Why organizations are struggling with container observability

'Companies now have hundreds or thousands of containers talking to each other, but there are still some blind spots,' Hinajosa said.

'You need to understand and detect non-performing code or where and how exceptions happen - which user or transaction triggered it, its context, its backtrace, and its metadata. So if there's an increase in response time or failure rate without this automatic full-stack visibility, you won't be able to understand the real root cause of the problem.'

Hinojosa asserted that effective Kubernetes monitoring demands observability, not only across logging, metrics, and tracing, but also the context in which things happen and the user impact. Despite this, just 13% of enterprises say they have end-to-end observability across applications and services. Instead, they're often frustrated by three common container challenges:

1. Missing relationships

Without a complete understanding of how microservices, worker nodes, and user sessions interact - and the dependencies they rely on - organizations are effectively flying blind when trying to determine the root cause of issues among their containers.

2. Manual stitching

While it's possible for IT teams to track down and tally up current connective constructs, this manual stitching requires significant time and effort and is prone to potential errors that could negatively impact overall performance.

3. Unknown impact

'The biggest blind spot of all is the unknown impact on your end-users,' Hinajosa said. This lack of in-depth visibility into container interactions leaves enterprises in the dark when it comes to understanding end-user interactions with cloud- and web-based services.

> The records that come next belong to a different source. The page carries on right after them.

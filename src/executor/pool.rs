//! # TopicExecutor: FIFO per topic, concurrent across topics.
//!
//! ## Rules
//! - **Per-topic FIFO**: tasks of one topic start in submission order, never overlapping.
//! - **Cross-topic concurrency**: topic A may run its 5th task while B runs its 1st.
//! - **Liveness**: a failing or panicking task is logged and the topic moves on.
//! - **Lazy topics**: created on first use, never removed.
//! - **Pool limit**: an optional semaphore caps how many tasks run at once overall.
//!
//! Submitting requires a running Tokio runtime (tasks are `tokio::spawn`ed).

use std::collections::HashMap;
use std::fmt;
use std::future::Future;
use std::hash::Hash;
use std::panic::AssertUnwindSafe;
use std::sync::{Arc, Mutex, MutexGuard, PoisonError};
use std::time::Instant;

use futures::FutureExt;
use tokio::sync::Semaphore;

use super::topic::{Job, TopicQueue, TopicStatus};
use crate::error::panic_message;

/// Output accepted from a submitted task.
///
/// Implemented for `()` (infallible notifications) and `Result<(), E>` where the
/// error is displayable; errors are logged, never propagated.
pub trait TaskOutput: Send + 'static {
    /// Normalizes the output, rendering any error as text.
    fn into_result(self) -> Result<(), String>;
}

impl TaskOutput for () {
    fn into_result(self) -> Result<(), String> {
        Ok(())
    }
}

impl<E> TaskOutput for Result<(), E>
where
    E: fmt::Display + Send + 'static,
{
    fn into_result(self) -> Result<(), String> {
        self.map_err(|e| e.to_string())
    }
}

struct Inner<K> {
    topics: Mutex<HashMap<K, TopicQueue>>,
    semaphore: Option<Arc<Semaphore>>,
}

impl<K> Inner<K> {
    fn topics(&self) -> MutexGuard<'_, HashMap<K, TopicQueue>> {
        self.topics.lock().unwrap_or_else(PoisonError::into_inner)
    }
}

/// Executor that orders tasks per topic.
///
/// Cheap to clone; clones share topics and the pool limit.
///
/// # Example
/// ```
/// use std::sync::{Arc, Mutex};
/// use std::time::Duration;
/// use lifevisor::{Latch, TopicExecutor};
///
/// # #[tokio::main]
/// # async fn main() {
/// let exec: TopicExecutor = TopicExecutor::new();
/// let seen = Arc::new(Mutex::new(Vec::new()));
/// let done = Arc::new(Latch::new());
///
/// for (i, ms) in [30u64, 10, 0].into_iter().enumerate() {
///     let seen = Arc::clone(&seen);
///     let done = Arc::clone(&done);
///     exec.execute_on("orders".to_string(), async move {
///         tokio::time::sleep(Duration::from_millis(ms)).await;
///         seen.lock().unwrap().push(i);
///         if i == 2 { done.signal(); }
///     });
/// }
/// done.wait().await;
/// assert_eq!(*seen.lock().unwrap(), vec![0, 1, 2]);
/// # }
/// ```
pub struct TopicExecutor<K = String> {
    inner: Arc<Inner<K>>,
}

impl<K> Clone for TopicExecutor<K> {
    fn clone(&self) -> Self {
        Self {
            inner: Arc::clone(&self.inner),
        }
    }
}

impl<K> Default for TopicExecutor<K> {
    fn default() -> Self {
        Self::with_limit(None)
    }
}

impl<K> fmt::Debug for TopicExecutor<K> {
    fn fmt(&self, f: &mut fmt::Formatter<'_>) -> fmt::Result {
        let (topics, longest_running) = {
            let topics = self.inner.topics();
            let longest = topics.values().filter_map(TopicQueue::running_for).max();
            (topics.len(), longest)
        };
        f.debug_struct("TopicExecutor")
            .field("topics", &topics)
            .field("longest_running", &longest_running)
            .field("limited", &self.inner.semaphore.is_some())
            .finish()
    }
}

impl<K> TopicExecutor<K> {
    /// Creates an executor without a pool limit.
    pub fn new() -> Self {
        Self::default()
    }

    /// Creates an executor running at most `limit` tasks at once (`None` = unlimited).
    ///
    /// A limit of `Some(0)` is treated as `Some(1)`.
    pub fn with_limit(limit: Option<usize>) -> Self {
        Self {
            inner: Arc::new(Inner {
                topics: Mutex::new(HashMap::new()),
                semaphore: limit.map(|n| Arc::new(Semaphore::new(n.max(1)))),
            }),
        }
    }
}

impl<K> TopicExecutor<K>
where
    K: Eq + Hash + Clone + fmt::Debug + Send + Sync + 'static,
{
    /// Submits `task` to the default topic (`K::default()`).
    pub fn execute<F>(&self, task: F)
    where
        K: Default,
        F: Future + Send + 'static,
        F::Output: TaskOutput,
    {
        self.execute_on(K::default(), task);
    }

    /// Appends `task` to `topic`'s queue, spawning it at once if the topic is idle.
    pub fn execute_on<F>(&self, topic: K, task: F)
    where
        F: Future + Send + 'static,
        F::Output: TaskOutput,
    {
        let job: Job = Box::pin(task.map(TaskOutput::into_result));

        let ready = {
            let mut topics = self.inner.topics();
            let queue = topics.entry(topic.clone()).or_insert_with(TopicQueue::new);
            match queue.status {
                TopicStatus::Idle => {
                    queue.status = TopicStatus::Running {
                        since: Instant::now(),
                    };
                    Some(job)
                }
                TopicStatus::Running { .. } => {
                    queue.queue.push_back(job);
                    None
                }
            }
        };

        if let Some(job) = ready {
            Self::submit(Arc::clone(&self.inner), topic, job);
        }
    }

    /// Number of tasks queued or running on `topic`.
    pub fn pending(&self, topic: &K) -> usize {
        self.inner.topics().get(topic).map_or(0, TopicQueue::pending)
    }

    /// Every topic seen so far (order unspecified).
    pub fn topics(&self) -> Vec<K> {
        self.inner.topics().keys().cloned().collect()
    }

    /// Returns true if no topic has work queued or running.
    pub fn is_idle(&self) -> bool {
        self.inner
            .topics()
            .values()
            .all(|q| q.status == TopicStatus::Idle)
    }

    /// Spawns `job` on the pool; when it ends, promotes the topic's next job.
    fn submit(inner: Arc<Inner<K>>, topic: K, job: Job) {
        tokio::spawn(async move {
            let permit = match &inner.semaphore {
                Some(sem) => Arc::clone(sem).acquire_owned().await.ok(),
                None => None,
            };
            run_job(&topic, job).await;
            drop(permit);

            let next = {
                let mut topics = inner.topics();
                match topics.get_mut(&topic) {
                    Some(queue) => match queue.queue.pop_front() {
                        Some(next) => {
                            queue.status = TopicStatus::Running {
                                since: Instant::now(),
                            };
                            Some(next)
                        }
                        None => {
                            queue.status = TopicStatus::Idle;
                            None
                        }
                    },
                    None => None,
                }
            };

            if let Some(next) = next {
                Self::submit(inner, topic, next);
            }
        });
    }
}

/// Runs one job, logging failures and catching panics.
async fn run_job<K: fmt::Debug>(topic: &K, job: Job) {
    match AssertUnwindSafe(job).catch_unwind().await {
        Ok(Ok(())) => {}
        Ok(Err(error)) => {
            tracing::warn!(?topic, %error, "topic task failed");
        }
        Err(payload) => {
            let info = panic_message(&*payload);
            tracing::error!(?topic, %info, "topic task panicked");
        }
    }
}

#[cfg(test)]
mod tests {
    use super::*;
    use crate::sync::Latch;
    use std::time::Duration;

    type Journal = Arc<Mutex<Vec<String>>>;

    fn record(journal: &Journal, entry: impl Into<String>) {
        journal.lock().unwrap().push(entry.into());
    }

    #[tokio::test(flavor = "multi_thread", worker_threads = 4)]
    async fn test_same_topic_runs_in_submission_order() {
        let exec: TopicExecutor = TopicExecutor::new();
        let journal: Journal = Arc::default();
        let done = Arc::new(Latch::new());

        let durations = [40u64, 5, 25, 0, 10];
        for (i, ms) in durations.into_iter().enumerate() {
            let journal = Arc::clone(&journal);
            let done = Arc::clone(&done);
            exec.execute_on("t".to_string(), async move {
                record(&journal, format!("begin-{i}"));
                tokio::time::sleep(Duration::from_millis(ms)).await;
                record(&journal, format!("end-{i}"));
                if i == durations.len() - 1 {
                    done.signal();
                }
            });
        }

        assert!(done.wait_timeout(Duration::from_secs(5)).await);
        let expected: Vec<String> = (0..durations.len())
            .flat_map(|i| [format!("begin-{i}"), format!("end-{i}")])
            .collect();
        assert_eq!(*journal.lock().unwrap(), expected);
    }

    #[tokio::test(flavor = "multi_thread", worker_threads = 4)]
    async fn test_different_topics_run_concurrently() {
        let exec: TopicExecutor<&'static str> = TopicExecutor::new();
        let journal: Journal = Arc::default();
        let slow_may_finish = Arc::new(Latch::new());
        let done = Arc::new(Latch::new());

        {
            let journal = Arc::clone(&journal);
            let gate = Arc::clone(&slow_may_finish);
            let done = Arc::clone(&done);
            exec.execute_on("slow", async move {
                // Blocks its topic until the fast topic has run.
                gate.wait().await;
                record(&journal, "slow");
                done.signal();
            });
        }
        {
            let journal = Arc::clone(&journal);
            let gate = Arc::clone(&slow_may_finish);
            exec.execute_on("fast", async move {
                record(&journal, "fast");
                gate.signal();
            });
        }

        assert!(done.wait_timeout(Duration::from_secs(5)).await);
        assert_eq!(*journal.lock().unwrap(), vec!["fast", "slow"]);
    }

    #[tokio::test]
    async fn test_failure_and_panic_do_not_block_topic() {
        let exec: TopicExecutor = TopicExecutor::new();
        let journal: Journal = Arc::default();
        let done = Arc::new(Latch::new());

        exec.execute(async { Err::<(), _>("boom") });
        exec.execute(async {
            let explode = true;
            if explode {
                panic!("kaboom");
            }
        });
        {
            let journal = Arc::clone(&journal);
            let done = Arc::clone(&done);
            exec.execute(async move {
                record(&journal, "after");
                done.signal();
            });
        }

        assert!(done.wait_timeout(Duration::from_secs(5)).await);
        assert_eq!(*journal.lock().unwrap(), vec!["after"]);
    }

    #[tokio::test]
    async fn test_pending_and_idle_tracking() {
        let exec: TopicExecutor = TopicExecutor::new();
        let gate = Arc::new(Latch::new());
        let done = Arc::new(Latch::new());

        {
            let gate = Arc::clone(&gate);
            exec.execute_on("a".to_string(), async move { gate.wait().await });
        }
        {
            let done = Arc::clone(&done);
            exec.execute_on("a".to_string(), async move { done.signal() });
        }

        assert_eq!(exec.pending(&"a".to_string()), 2);
        assert_eq!(exec.pending(&"b".to_string()), 0);
        assert!(!exec.is_idle());
        assert_eq!(exec.topics(), vec!["a".to_string()]);
        assert!(format!("{exec:?}").contains("longest_running: Some("));

        gate.signal();
        assert!(done.wait_timeout(Duration::from_secs(5)).await);

        // The topic flips to idle right after its last job returns.
        for _ in 0..100 {
            if exec.is_idle() {
                break;
            }
            tokio::time::sleep(Duration::from_millis(5)).await;
        }
        assert!(exec.is_idle());
        assert_eq!(exec.pending(&"a".to_string()), 0);
        assert!(format!("{exec:?}").contains("longest_running: None"));
    }

    #[tokio::test(flavor = "multi_thread", worker_threads = 4)]
    async fn test_pool_limit_serializes_topics() {
        let exec: TopicExecutor<usize> = TopicExecutor::with_limit(Some(1));
        let running = Arc::new(std::sync::atomic::AtomicUsize::new(0));
        let peak = Arc::new(std::sync::atomic::AtomicUsize::new(0));
        let finished = Arc::new(std::sync::atomic::AtomicUsize::new(0));
        let done = Arc::new(Latch::new());

        for topic in 0..4 {
            let running = Arc::clone(&running);
            let peak = Arc::clone(&peak);
            let finished = Arc::clone(&finished);
            let done = Arc::clone(&done);
            exec.execute_on(topic, async move {
                use std::sync::atomic::Ordering::SeqCst;
                let now = running.fetch_add(1, SeqCst) + 1;
                peak.fetch_max(now, SeqCst);
                tokio::time::sleep(Duration::from_millis(10)).await;
                running.fetch_sub(1, SeqCst);
                if finished.fetch_add(1, SeqCst) + 1 == 4 {
                    done.signal();
                }
            });
        }

        assert!(done.wait_timeout(Duration::from_secs(5)).await);
        assert_eq!(peak.load(std::sync::atomic::Ordering::SeqCst), 1);
    }
}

The solution: Automatically map, measure, manage with intelligent observability

Kubernetes monitoring from Dynatrace offers a way to bridge the observability gap. 'It starts with Smartscape,' Hinojosa said. 'It's a multidimensional model, a living representation of your IT landscape that showsthe real-time connections and dependencies among the vertical and horizontal stack: the data centers and cloud providers, the hosts running on them, the processes running on those hosts, the services of these processes talking to each other, and the users interacting with these microservices.'

At the core is the Dynatrace deterministic AI engine, Davis. 'It continuously analyzes all these dependencies and connections in real-time, detecting anomalies within seconds,' Hinajosa said. 'It will tell you what the problem is, how many users were affected along with the root cause.'

Automatic and intelligent observability leverages AI to provide complete traces and critical context about relationships and impact.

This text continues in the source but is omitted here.